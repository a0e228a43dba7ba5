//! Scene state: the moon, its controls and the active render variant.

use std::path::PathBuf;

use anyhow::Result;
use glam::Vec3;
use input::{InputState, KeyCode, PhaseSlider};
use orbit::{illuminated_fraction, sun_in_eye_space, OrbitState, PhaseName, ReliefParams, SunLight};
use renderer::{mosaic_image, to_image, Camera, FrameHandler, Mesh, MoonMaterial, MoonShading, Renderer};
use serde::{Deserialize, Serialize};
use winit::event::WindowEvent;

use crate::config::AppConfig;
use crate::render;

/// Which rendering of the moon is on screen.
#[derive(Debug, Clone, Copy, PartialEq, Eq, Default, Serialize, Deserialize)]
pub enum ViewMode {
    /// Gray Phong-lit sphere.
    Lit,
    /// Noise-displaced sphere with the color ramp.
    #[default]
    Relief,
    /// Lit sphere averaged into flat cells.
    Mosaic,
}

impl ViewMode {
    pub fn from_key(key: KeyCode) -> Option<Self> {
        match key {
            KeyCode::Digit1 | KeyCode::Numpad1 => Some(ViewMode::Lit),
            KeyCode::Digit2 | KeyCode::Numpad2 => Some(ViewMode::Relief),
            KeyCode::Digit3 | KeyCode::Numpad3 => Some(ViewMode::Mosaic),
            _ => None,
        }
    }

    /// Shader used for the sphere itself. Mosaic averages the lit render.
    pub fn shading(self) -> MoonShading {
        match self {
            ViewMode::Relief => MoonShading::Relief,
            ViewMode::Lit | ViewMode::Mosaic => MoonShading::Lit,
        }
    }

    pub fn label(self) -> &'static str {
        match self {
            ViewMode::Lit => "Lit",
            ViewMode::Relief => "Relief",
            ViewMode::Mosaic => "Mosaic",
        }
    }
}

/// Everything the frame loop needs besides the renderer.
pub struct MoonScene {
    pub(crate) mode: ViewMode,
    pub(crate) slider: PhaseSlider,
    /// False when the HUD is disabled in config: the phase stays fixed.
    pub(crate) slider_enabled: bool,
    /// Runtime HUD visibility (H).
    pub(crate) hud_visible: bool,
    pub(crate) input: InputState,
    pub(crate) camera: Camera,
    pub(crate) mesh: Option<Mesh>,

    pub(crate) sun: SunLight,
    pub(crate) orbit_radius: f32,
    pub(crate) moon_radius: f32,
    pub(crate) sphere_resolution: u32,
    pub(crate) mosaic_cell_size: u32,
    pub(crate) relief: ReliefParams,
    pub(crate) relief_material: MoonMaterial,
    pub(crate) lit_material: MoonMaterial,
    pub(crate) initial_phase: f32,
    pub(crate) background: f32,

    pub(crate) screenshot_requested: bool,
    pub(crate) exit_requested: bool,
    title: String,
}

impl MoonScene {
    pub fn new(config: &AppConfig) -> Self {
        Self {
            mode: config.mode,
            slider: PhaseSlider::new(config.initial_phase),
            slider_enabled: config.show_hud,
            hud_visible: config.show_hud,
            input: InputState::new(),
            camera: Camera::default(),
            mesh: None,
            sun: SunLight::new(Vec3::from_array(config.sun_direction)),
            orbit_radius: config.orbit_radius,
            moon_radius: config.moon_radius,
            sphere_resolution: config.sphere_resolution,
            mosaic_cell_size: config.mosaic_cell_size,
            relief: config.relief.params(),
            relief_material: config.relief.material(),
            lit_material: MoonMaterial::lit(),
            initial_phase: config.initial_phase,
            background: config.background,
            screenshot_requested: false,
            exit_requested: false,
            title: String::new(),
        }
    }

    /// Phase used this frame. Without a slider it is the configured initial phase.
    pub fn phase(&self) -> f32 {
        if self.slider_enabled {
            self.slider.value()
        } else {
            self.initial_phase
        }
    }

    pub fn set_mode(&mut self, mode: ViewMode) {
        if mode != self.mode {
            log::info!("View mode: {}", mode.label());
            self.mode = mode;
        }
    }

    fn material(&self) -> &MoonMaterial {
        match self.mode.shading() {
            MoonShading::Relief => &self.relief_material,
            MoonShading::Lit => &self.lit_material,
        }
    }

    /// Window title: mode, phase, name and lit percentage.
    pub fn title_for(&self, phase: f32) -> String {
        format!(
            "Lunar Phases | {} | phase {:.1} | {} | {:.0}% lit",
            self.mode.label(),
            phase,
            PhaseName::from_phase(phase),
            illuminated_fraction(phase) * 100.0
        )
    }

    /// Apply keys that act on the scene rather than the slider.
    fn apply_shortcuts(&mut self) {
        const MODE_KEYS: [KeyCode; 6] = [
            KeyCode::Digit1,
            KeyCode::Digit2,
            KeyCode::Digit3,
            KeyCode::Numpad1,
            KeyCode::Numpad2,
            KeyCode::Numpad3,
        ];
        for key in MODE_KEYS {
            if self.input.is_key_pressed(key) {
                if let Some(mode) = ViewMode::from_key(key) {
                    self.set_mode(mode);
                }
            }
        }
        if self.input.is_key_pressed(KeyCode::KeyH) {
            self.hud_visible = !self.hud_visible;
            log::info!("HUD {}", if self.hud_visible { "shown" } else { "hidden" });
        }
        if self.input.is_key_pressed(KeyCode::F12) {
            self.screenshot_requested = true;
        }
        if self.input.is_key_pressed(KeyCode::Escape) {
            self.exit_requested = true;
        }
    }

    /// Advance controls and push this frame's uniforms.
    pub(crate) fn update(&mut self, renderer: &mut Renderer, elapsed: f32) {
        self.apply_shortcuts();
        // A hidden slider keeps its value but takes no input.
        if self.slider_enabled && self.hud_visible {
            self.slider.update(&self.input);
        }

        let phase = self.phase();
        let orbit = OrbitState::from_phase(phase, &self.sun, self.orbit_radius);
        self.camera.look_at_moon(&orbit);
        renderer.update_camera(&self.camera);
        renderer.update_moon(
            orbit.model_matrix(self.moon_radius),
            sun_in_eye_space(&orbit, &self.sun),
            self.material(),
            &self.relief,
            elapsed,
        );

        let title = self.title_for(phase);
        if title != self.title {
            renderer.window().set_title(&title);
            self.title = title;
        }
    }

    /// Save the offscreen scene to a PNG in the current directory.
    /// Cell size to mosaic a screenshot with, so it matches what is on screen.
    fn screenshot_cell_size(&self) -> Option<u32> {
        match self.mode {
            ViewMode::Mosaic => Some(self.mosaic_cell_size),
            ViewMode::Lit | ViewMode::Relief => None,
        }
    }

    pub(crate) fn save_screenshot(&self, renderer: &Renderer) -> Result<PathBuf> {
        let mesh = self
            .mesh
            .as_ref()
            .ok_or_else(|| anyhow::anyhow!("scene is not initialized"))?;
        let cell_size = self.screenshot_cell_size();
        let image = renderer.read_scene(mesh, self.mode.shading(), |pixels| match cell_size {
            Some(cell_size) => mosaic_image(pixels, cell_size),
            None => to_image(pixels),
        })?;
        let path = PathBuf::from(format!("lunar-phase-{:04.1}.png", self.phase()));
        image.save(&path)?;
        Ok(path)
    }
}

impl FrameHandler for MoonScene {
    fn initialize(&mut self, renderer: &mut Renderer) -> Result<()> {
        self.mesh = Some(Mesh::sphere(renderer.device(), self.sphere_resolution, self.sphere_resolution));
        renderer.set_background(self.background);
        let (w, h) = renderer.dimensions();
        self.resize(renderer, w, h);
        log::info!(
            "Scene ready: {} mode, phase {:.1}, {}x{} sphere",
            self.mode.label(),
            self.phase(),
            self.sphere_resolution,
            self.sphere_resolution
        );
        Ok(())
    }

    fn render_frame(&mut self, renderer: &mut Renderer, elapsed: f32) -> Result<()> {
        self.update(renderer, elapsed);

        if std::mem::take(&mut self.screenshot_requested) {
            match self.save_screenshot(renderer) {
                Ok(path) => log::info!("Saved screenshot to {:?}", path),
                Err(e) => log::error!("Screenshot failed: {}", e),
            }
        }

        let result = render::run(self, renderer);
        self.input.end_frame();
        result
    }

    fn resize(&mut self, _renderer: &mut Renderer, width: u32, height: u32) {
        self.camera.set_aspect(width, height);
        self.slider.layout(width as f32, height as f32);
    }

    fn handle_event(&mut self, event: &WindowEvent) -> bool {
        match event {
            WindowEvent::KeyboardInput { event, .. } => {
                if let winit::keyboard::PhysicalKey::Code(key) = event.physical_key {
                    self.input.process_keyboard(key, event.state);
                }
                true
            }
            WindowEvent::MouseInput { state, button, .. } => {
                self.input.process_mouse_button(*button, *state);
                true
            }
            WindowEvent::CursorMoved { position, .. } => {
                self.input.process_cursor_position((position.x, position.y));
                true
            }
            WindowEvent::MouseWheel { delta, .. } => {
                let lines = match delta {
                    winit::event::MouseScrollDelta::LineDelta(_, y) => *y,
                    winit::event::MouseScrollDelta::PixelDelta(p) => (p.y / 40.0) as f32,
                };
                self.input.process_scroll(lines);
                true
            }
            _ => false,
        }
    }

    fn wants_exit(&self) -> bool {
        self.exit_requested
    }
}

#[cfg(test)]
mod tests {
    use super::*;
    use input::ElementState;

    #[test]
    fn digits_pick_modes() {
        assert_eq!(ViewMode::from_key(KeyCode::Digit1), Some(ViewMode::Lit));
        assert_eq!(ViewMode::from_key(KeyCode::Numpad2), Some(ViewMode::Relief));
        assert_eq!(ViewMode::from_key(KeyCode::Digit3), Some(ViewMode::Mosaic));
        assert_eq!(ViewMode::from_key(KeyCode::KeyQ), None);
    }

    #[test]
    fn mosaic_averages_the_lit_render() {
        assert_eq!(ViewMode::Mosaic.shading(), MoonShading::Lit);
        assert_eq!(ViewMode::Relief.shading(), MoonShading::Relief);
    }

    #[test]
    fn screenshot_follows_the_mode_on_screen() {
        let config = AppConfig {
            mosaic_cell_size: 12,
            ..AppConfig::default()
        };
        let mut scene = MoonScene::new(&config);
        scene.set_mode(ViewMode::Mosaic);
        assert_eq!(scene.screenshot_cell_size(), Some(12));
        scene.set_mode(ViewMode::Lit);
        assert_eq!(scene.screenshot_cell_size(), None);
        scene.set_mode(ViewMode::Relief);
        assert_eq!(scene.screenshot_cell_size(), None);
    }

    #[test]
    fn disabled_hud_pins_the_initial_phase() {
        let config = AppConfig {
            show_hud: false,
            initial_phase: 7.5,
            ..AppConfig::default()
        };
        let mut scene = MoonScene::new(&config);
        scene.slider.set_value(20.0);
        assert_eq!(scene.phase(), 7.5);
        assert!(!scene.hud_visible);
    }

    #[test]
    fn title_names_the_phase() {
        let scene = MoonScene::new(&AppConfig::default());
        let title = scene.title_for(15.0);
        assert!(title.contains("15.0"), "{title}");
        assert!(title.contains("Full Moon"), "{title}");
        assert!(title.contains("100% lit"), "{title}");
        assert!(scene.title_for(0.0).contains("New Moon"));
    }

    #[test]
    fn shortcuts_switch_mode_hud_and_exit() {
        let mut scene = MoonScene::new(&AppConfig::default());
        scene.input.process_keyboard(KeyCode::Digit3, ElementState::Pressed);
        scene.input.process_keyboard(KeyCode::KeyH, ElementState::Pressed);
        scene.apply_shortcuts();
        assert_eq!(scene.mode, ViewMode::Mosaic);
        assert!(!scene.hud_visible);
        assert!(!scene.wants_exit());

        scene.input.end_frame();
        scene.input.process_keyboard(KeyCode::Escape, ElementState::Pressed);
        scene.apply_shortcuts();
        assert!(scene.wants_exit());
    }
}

------------------------------------------------------------------------

▶ _WORK INSTRUCTIONS_: From the records above, give again exactly the lines running from the line with "scene.set_mode(ViewMode::Mosaic);" to the line with "let scene = MoonScene::new(&AppConfig::default());", inclusive.

▶ _SOLVED PROBLEM_:
        scene.set_mode(ViewMode::Mosaic);
        assert_eq!(scene.screenshot_cell_size(), Some(12));
        scene.set_mode(ViewMode::Lit);
        assert_eq!(scene.screenshot_cell_size(), None);
        scene.set_mode(ViewMode::Relief);
        assert_eq!(scene.screenshot_cell_size(), None);
    }

    #[test]
    fn disabled_hud_pins_the_initial_phase() {
        let config = AppConfig {
            show_hud: false,
            initial_phase: 7.5,
            ..AppConfig::default()
        };
        let mut scene = MoonScene::new(&config);
        scene.slider.set_value(20.0);
        assert_eq!(scene.phase(), 7.5);
        assert!(!scene.hud_visible);
    }

    #[test]
    fn title_names_the_phase() {
        let scene = MoonScene::new(&AppConfig::default());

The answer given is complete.